((

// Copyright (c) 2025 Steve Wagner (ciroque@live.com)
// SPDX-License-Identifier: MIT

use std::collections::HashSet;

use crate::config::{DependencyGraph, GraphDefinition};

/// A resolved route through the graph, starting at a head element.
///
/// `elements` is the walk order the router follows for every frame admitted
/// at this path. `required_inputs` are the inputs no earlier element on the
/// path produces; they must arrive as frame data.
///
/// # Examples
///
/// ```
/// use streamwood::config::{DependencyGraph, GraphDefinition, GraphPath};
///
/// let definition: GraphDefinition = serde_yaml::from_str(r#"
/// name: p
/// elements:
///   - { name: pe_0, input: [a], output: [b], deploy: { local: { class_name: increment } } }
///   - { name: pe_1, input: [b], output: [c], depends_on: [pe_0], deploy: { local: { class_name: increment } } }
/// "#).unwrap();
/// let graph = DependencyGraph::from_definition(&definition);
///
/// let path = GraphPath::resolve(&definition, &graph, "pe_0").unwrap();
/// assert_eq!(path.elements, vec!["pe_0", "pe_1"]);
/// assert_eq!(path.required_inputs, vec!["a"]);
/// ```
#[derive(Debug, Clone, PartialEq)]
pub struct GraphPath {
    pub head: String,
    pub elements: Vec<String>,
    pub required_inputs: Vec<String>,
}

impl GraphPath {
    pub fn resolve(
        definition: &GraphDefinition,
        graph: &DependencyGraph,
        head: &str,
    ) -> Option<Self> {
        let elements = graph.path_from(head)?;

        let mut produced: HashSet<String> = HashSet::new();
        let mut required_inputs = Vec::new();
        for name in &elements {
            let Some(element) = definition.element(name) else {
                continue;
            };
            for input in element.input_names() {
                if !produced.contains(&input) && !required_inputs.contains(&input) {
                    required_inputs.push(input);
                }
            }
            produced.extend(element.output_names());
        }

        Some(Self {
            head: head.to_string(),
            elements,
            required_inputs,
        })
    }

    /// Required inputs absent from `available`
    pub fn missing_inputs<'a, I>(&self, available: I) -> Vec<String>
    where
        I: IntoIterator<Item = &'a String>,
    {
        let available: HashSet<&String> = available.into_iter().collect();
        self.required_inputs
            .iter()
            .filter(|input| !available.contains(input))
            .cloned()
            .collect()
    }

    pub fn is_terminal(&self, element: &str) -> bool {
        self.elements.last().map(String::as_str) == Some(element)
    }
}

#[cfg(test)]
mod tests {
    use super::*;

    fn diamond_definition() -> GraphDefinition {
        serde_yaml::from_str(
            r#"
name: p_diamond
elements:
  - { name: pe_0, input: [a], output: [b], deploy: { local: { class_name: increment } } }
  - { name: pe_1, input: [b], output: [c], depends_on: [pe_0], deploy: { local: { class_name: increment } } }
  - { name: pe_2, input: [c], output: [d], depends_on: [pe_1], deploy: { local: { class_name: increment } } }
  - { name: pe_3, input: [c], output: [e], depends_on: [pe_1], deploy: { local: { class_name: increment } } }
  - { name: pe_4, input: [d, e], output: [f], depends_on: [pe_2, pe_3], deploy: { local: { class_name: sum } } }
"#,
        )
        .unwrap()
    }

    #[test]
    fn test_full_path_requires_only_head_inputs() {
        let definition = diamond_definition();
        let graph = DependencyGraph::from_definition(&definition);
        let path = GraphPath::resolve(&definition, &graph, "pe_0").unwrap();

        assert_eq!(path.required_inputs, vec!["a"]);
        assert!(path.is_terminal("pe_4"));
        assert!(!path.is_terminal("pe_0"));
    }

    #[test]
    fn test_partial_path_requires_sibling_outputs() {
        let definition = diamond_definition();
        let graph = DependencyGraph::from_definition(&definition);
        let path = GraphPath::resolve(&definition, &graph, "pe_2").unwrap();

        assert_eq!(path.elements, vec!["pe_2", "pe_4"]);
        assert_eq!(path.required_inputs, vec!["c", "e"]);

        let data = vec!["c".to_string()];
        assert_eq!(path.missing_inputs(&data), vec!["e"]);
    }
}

))

In the data above, start at the line that has "as frame data.", stop after the line that has "let available: HashSet<&String>", and print every line in between exactly as it stands.

### Reply
/// path produces; they must arrive as frame data.
///
/// # Examples
///
/// ```
/// use streamwood::config::{DependencyGraph, GraphDefinition, GraphPath};
///
/// let definition: GraphDefinition = serde_yaml::from_str(r#"
/// name: p
/// elements:
///   - { name: pe_0, input: [a], output: [b], deploy: { local: { class_name: increment } } }
///   - { name: pe_1, input: [b], output: [c], depends_on: [pe_0], deploy: { local: { class_name: increment } } }
/// "#).unwrap();
/// let graph = DependencyGraph::from_definition(&definition);
///
/// let path = GraphPath::resolve(&definition, &graph, "pe_0").unwrap();
/// assert_eq!(path.elements, vec!["pe_0", "pe_1"]);
/// assert_eq!(path.required_inputs, vec!["a"]);
/// ```
#[derive(Debug, Clone, PartialEq)]
pub struct GraphPath {
    pub head: String,
    pub elements: Vec<String>,
    pub required_inputs: Vec<String>,
}

impl GraphPath {
    pub fn resolve(
        definition: &GraphDefinition,
        graph: &DependencyGraph,
        head: &str,
    ) -> Option<Self> {
        let elements = graph.path_from(head)?;

        let mut produced: HashSet<String> = HashSet::new();
        let mut required_inputs = Vec::new();
        for name in &elements {
            let Some(element) = definition.element(name) else {
                continue;
            };
            for input in element.input_names() {
                if !produced.contains(&input) && !required_inputs.contains(&input) {
                    required_inputs.push(input);
                }
            }
            produced.extend(element.output_names());
        }

        Some(Self {
            head: head.to_string(),
            elements,
            required_inputs,
        })
    }

    /// Required inputs absent from `available`
    pub fn missing_inputs<'a, I>(&self, available: I) -> Vec<String>
    where
        I: IntoIterator<Item = &'a String>,
    {
        let available: HashSet<&String> = available.into_iter().collect();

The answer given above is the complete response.